Hence, the SCC doesn't appear to be a factor.

Profiling container startup shows me that everything that typically runs during startup (JIT, VM, JIT compiled code, GC, etc) collects more ticks in the slow scenario compared to the fast scenario, so there's no smoking gun yet.

vijaysun-omr commented 3 years ago

That is puzzling. My understanding is that Open Liberty does not suffer from this issue. Is there something to be learned from comparing how the image is built in that case to see if that sheds some light into this WAS Liberty problem ?

vijaysun-omr commented 3 years ago

Another option is to check the messages emanating from Liberty (enable extra tracing if needed) in the fast and slow cases and compare, e.g. to see if we are somehow loading more bundles/classes in the slow case. This could then show up as "more time in everything" (as you seem to be observing) simply because there is more work to do.

jdmcclur commented 3 years ago

I did some comparing to open-liberty, which seems to run fine. open-liberty does things a little differently; it uses a features.sh script separate from configure.sh to install features, while websphere-liberty calls installUtility inside configure.sh.

RUN features.sh
RUN configure.sh

I found that when I separate out the installUtility call or even do it before configure.sh (so it still runs during configure.sh, but doesn't install any new features), startup is as expected.

RUN installUtility install --acceptLicense defaultServer
RUN configure.sh

Also, I found that in open-liberty if I put the features.sh call into configure.sh, I see the same problem (slow startup), so this is not specific to websphere-liberty.

Installing the features in the same layer as the scc is generated seems to be the issue? I don't know why yet, nor why it only affects ibmjava and not openj9.

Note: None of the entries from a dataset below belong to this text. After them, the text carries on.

//! The reveal state machine.
//!
//! ```text
//!             start (n > 0)
//!   Idle ─────────────────────► Revealing(0)
//!                                   │  step
//!                                   ▼
//!                               Revealing(1) ─ … ─► Revealing(n-1)
//!                                   ▲                    │
//!                                   └──── wrap ──────────┘
//!   any ── halt ──► Idle (last index kept)
//! ```
//!
//! [`Revealer`] holds no timer. Whoever drives it asks for [`Revealer::delay`],
//! waits that long, then calls [`Revealer::advance`].

use std::ops::Range;
use std::time::Duration;

use serde::Serialize;
use tracing::trace;

use crate::entry::{Entry, Markup};
use crate::timing::Timing;

/// Where the machine is.
#[derive(Debug, Clone, Copy, PartialEq, Eq)]
pub enum Phase {
    /// Not started, stopped, or nothing to reveal.
    Idle,
    /// Entry `i` is the most recently revealed one.
    Revealing(usize),
}

/// Why an index became current.
#[derive(Debug, Clone, Copy, PartialEq, Eq, Hash, Serialize)]
#[serde(rename_all = "lowercase")]
pub enum RevealKind {
    /// First reveal after start or after the entry list was replaced.
    Start,
    /// `i -> i + 1`.
    Step,
    /// `n - 1 -> 0`; every entry but the first goes back to hidden.
    Wrap,
}

/// Notification sent to observers after every transition.
#[derive(Debug, Clone, Copy, PartialEq, Eq, Serialize)]
pub struct RevealEvent {
    pub index: usize,
    pub kind: RevealKind,
}

/// Visual state of a single entry relative to the current index.
#[derive(Debug, Clone, Copy, PartialEq, Eq, Hash)]
pub enum Visibility {
    /// Not revealed yet in this pass.
    Hidden,
    /// The entry that owns the latest reveal transition.
    Entering,
    /// Revealed earlier in this pass.
    Settled,
}

impl Visibility {
    pub fn is_revealed(&self) -> bool {
        !matches!(self, Visibility::Hidden)
    }
}

/// Visibility of entry `index` when `current` is the latest revealed index.
pub fn visibility(index: usize, current: Option<usize>) -> Visibility {
    match current {
        Some(current) if index < current => Visibility::Settled,
        Some(current) if index == current => Visibility::Entering,
        _ => Visibility::Hidden,
    }
}

/// Indices that are revealed: `0..=current`, clipped to `len`.
pub fn revealed_range(current: Option<usize>, len: usize) -> Range<usize> {
    match current {
        Some(current) => 0..(current + 1).min(len),
        None => 0..0,
    }
}

/// Pure reveal state machine over a fixed entry list.
#[derive(Debug, Clone)]
pub struct Revealer<T = Markup> {
    entries: Vec<Entry<T>>,
    timing: Timing,
    current: Option<usize>,
    running: bool,
}

impl<T> Revealer<T> {
    /// New machine in [`Phase::Idle`]. Nothing is revealed until [`start`](Self::start).
    pub fn new(entries: Vec<Entry<T>>, timing: Timing) -> Self {
        Self {
            entries,
            timing,
            current: None,
            running: false,
        }
    }

    /// Reveal entry 0. Returns `None` (and stays idle) for an empty list.
    /// Starting a running machine restarts it from 0.
    pub fn start(&mut self) -> Option<RevealEvent> {
        if self.entries.is_empty() {
            self.running = false;
            self.current = None;
            return None;
        }
        self.running = true;
        self.current = Some(0);
        Some(RevealEvent {
            index: 0,
            kind: RevealKind::Start,
        })
    }

    /// Move to the next index, wrapping after the last one.
    /// Returns `None` when idle.
    pub fn advance(&mut self) -> Option<RevealEvent> {
        if !self.running {
            return None;
        }
        let current = self.current?;
        let len = self.entries.len();
        let next = (current + 1) % len;
        let kind = if next == 0 {
            RevealKind::Wrap
        } else {
            RevealKind::Step
        };
        trace!(from = current, to = next, ?kind, "advance");
        self.current = Some(next);
        Some(RevealEvent { index: next, kind })
    }

    /// Swap the entry list and restart from index 0.
    /// An empty list leaves the machine idle with nothing revealed.
    pub fn replace(&mut self, entries: Vec<Entry<T>>) -> Option<RevealEvent> {
        self.entries = entries;
        self.start()
    }

    /// Stop advancing. The last reached index stays readable.
    pub fn halt(&mut self) {
        self.running = false;
    }

    pub fn phase(&self) -> Phase {
        match (self.running, self.current) {
            (true, Some(index)) => Phase::Revealing(index),
            _ => Phase::Idle,
        }
    }

    pub fn is_running(&self) -> bool {
        self.running
    }

    /// Most recently revealed index, also after a halt.
    pub fn current(&self) -> Option<usize> {
        self.current
    }

    /// How long to wait before the next [`advance`](Self::advance).
    pub fn delay(&self) -> Option<Duration> {
        match self.phase() {
            Phase::Revealing(index) => Some(self.timing.delay_after(index, self.entries.len())),
            Phase::Idle => None,
        }
    }

    pub fn timing(&self) -> Timing {
        self.timing
    }

    pub fn entries(&self) -> &[Entry<T>] {
        &self.entries
    }

    pub fn len(&self) -> usize {
        self.entries.len()
    }

    pub fn is_empty(&self) -> bool {
        self.entries.is_empty()
    }

    pub fn revealed(&self) -> Range<usize> {
        revealed_range(self.current, self.entries.len())
    }

    pub fn visibility(&self, index: usize) -> Visibility {
        visibility(index, self.current)
    }
}

#[cfg(test)]
mod tests {
    use super::*;

    fn machine(n: usize) -> Revealer<()> {
        let entries = (0..n).map(|_| Entry::of((), ())).collect();
        Revealer::new(entries, Timing::from_millis(1000, 3000).unwrap())
    }

    #[test]
    fn idle_until_started() {
        let mut m = machine(3);
        assert_eq!(m.phase(), Phase::Idle);
        assert_eq!(m.delay(), None);
        assert_eq!(m.advance(), None);
        assert_eq!(m.revealed(), 0..0);
    }

    #[test]
    fn walks_then_wraps() {
        let mut m = machine(3);
        assert_eq!(
            m.start(),
            Some(RevealEvent {
                index: 0,
                kind: RevealKind::Start
            })
        );
        assert_eq!(m.delay(), Some(Duration::from_millis(1000)));
        assert_eq!(m.advance().map(|e| e.kind), Some(RevealKind::Step));
        assert_eq!(m.advance().map(|e| (e.index, e.kind)), Some((2, RevealKind::Step)));
        assert_eq!(m.revealed(), 0..3);
        assert_eq!(m.delay(), Some(Duration::from_millis(3000)));
        assert_eq!(m.advance().map(|e| (e.index, e.kind)), Some((0, RevealKind::Wrap)));
        assert_eq!(m.revealed(), 0..1);
    }

    #[test]
    fn empty_list_never_runs() {
        let mut m = machine(0);
        assert_eq!(m.start(), None);
        assert_eq!(m.phase(), Phase::Idle);
        assert_eq!(m.current(), None);
        assert_eq!(m.advance(), None);
    }

    #[test]
    fn single_entry_wraps_onto_itself() {
        let mut m = machine(1);
        m.start();
        assert_eq!(m.delay(), Some(Duration::from_millis(3000)));
        assert_eq!(m.advance().map(|e| (e.index, e.kind)), Some((0, RevealKind::Wrap)));
    }

    #[test]
    fn halt_keeps_last_index() {
        let mut m = machine(4);
        m.start();
        m.advance();
        m.halt();
        assert_eq!(m.phase(), Phase::Idle);
        assert_eq!(m.current(), Some(1));
        assert_eq!(m.advance(), None);
        assert_eq!(m.delay(), None);
    }

    #[test]
    fn replace_restarts_from_zero() {
        let mut m = machine(4);
        m.start();
        m.advance();
        m.advance();
        let event = m.replace(vec![Entry::of((), ()), Entry::of((), ())]);
        assert_eq!(event.map(|e| (e.index, e.kind)), Some((0, RevealKind::Start)));
        assert_eq!(m.len(), 2);
        assert_eq!(m.phase(), Phase::Revealing(0));

        assert_eq!(m.replace(Vec::new()), None);
        assert_eq!(m.phase(), Phase::Idle);
        assert_eq!(m.current(), None);
    }

    #[test]
    fn visibility_projection() {
        assert_eq!(visibility(0, None), Visibility::Hidden);
        assert_eq!(visibility(0, Some(2)), Visibility::Settled);
        assert_eq!(visibility(2, Some(2)), Visibility::Entering);
        assert_eq!(visibility(3, Some(2)), Visibility::Hidden);
        assert!(Visibility::Entering.is_revealed());
        assert!(!Visibility::Hidden.is_revealed());
    }

    #[test]
    fn revealed_range_is_clipped() {
        assert_eq!(revealed_range(Some(1), 4), 0..2);
        assert_eq!(revealed_range(Some(9), 4), 0..4);
        assert_eq!(revealed_range(None, 4), 0..0);
    }
}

vijaysun-omr commented 3 years ago

Do you see any difference wrt the feature installation if you disabled shared classes (-Xshareclasses:none) or disabled AOT (-Xnoaot) ? i.e. is there still an SCC connection ? One thing to check would be whether the AOT code gets used or not via a -Xjit:verbose.vlog option passed to the server in the slow case (compared to the fast case).

jdmcclur commented 3 years ago

Vijay, do you mean running installUtility/featureUtility to download the features? Those run with -Xshareclasses:none, so they are not affecting the SCC (this used to be a problem, but was fixed awhile ago).

vijaysun-omr commented 3 years ago

No I just meant if you commented out the code in configure.sh to populate the SCC and repeat the steps (around how you installed features in the fast vs slow case) that you mentioned in your prior comment, do you still see a regression in startup time ? i.e. do we believe the regression still does have some connection to the SCC step in configure.sh ?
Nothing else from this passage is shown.